With most European countries still in lockdown, the view from our own windows can be the closest we get to interacting with the outside world these days. Yet, while many museums and galleries remain closed, a wealth of digital programming – complemented by some creative installation solutions – mean we can still continue to enjoy that window onto another world, which art has always provided. Here is a round-up of some of Europe’s best shows.

 

Meg Stuart, The Clock
Meg Stuart, The Clock, 2020, video still. Courtesy: the artist

‘CC: World’

Haus der Kulturen der Welt, Berlin, Germany

Online

In Haus der Kulturen der Welt’s series of online commissions, ‘CC: World’, the entire globe is invited to engage with a range of works by artists, writers and thinkers.

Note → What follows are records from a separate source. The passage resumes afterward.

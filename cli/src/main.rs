use std::{env, fs, process};

fn main() {
    let path = match env::args().nth(1) {
        Some(path) => path,
        None => {
            eprintln!("Please provide a path");
            process::exit(2);
        }
    };

    let json = match fs::read_to_string(&path) {
        Ok(json) => json,
        Err(e) => {
            eprintln!("Could not read {}: {}", path, e);
            process::exit(2);
        }
    };

    match commented_json::parse(&json) {
        Ok(value) => match serde_json::to_string_pretty(&value) {
            Ok(output) => println!("{}", output),
            Err(e) => {
                eprintln!("{}: {}", path, e);
                process::exit(1);
            }
        },
        Err(e) => {
            eprintln!("{}: {}", path, e);
            process::exit(1);
        }
    }
}
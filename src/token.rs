use crate::span::Span;
use std::borrow::Cow;

#[derive(Debug, PartialEq, Eq, Clone, Copy)]
pub enum TokenKind {
    BraceOpen,
    BraceClose,
    BracketOpen,
    BracketClose,
    Colon,
    Comma,
    String,
    Number,
    Identifier,
    Whitespace,
    LineComment,
    BlockComment,
}

impl TokenKind {
    /// Whitespace and comments, which never reach the syntax tree.
    pub fn is_trivia(self) -> bool {
        matches!(
            self,
            Self::Whitespace | Self::LineComment | Self::BlockComment
        )
    }
}

/// A lexical unit.
///
/// `text` is the raw source slice, except for strings where it holds the value with escape
/// characters removed.
#[derive(Debug, PartialEq, Clone)]
pub struct Token<'a> {
    pub kind: TokenKind,
    pub text: Cow<'a, str>,
    pub span: Span,
}

impl<'a> Token<'a> {
    pub fn new(kind: TokenKind, text: Cow<'a, str>, span: Span) -> Self {
        Self { kind, text, span }
    }
}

Clock (2020), a video of Berlin-based choreographer Meg Stuart and her dance company moving beautifully on the iconic curved roof of HKW speaks to the difficulties of pursuing dance and performance practices during a pandemic. Elsewhere, Situation 11 (2020) – a video collage by author Claudia Rankine and filmmaker John Lucas – investigates the perilous ramifications of false accusations against Black men by white women. Another contributing artist is Hito Steyerl who, when asked by frieze what art is for, replied: ‘Ideally, to be accessed for free’ – a principle that ‘CC: World’ fully embraces.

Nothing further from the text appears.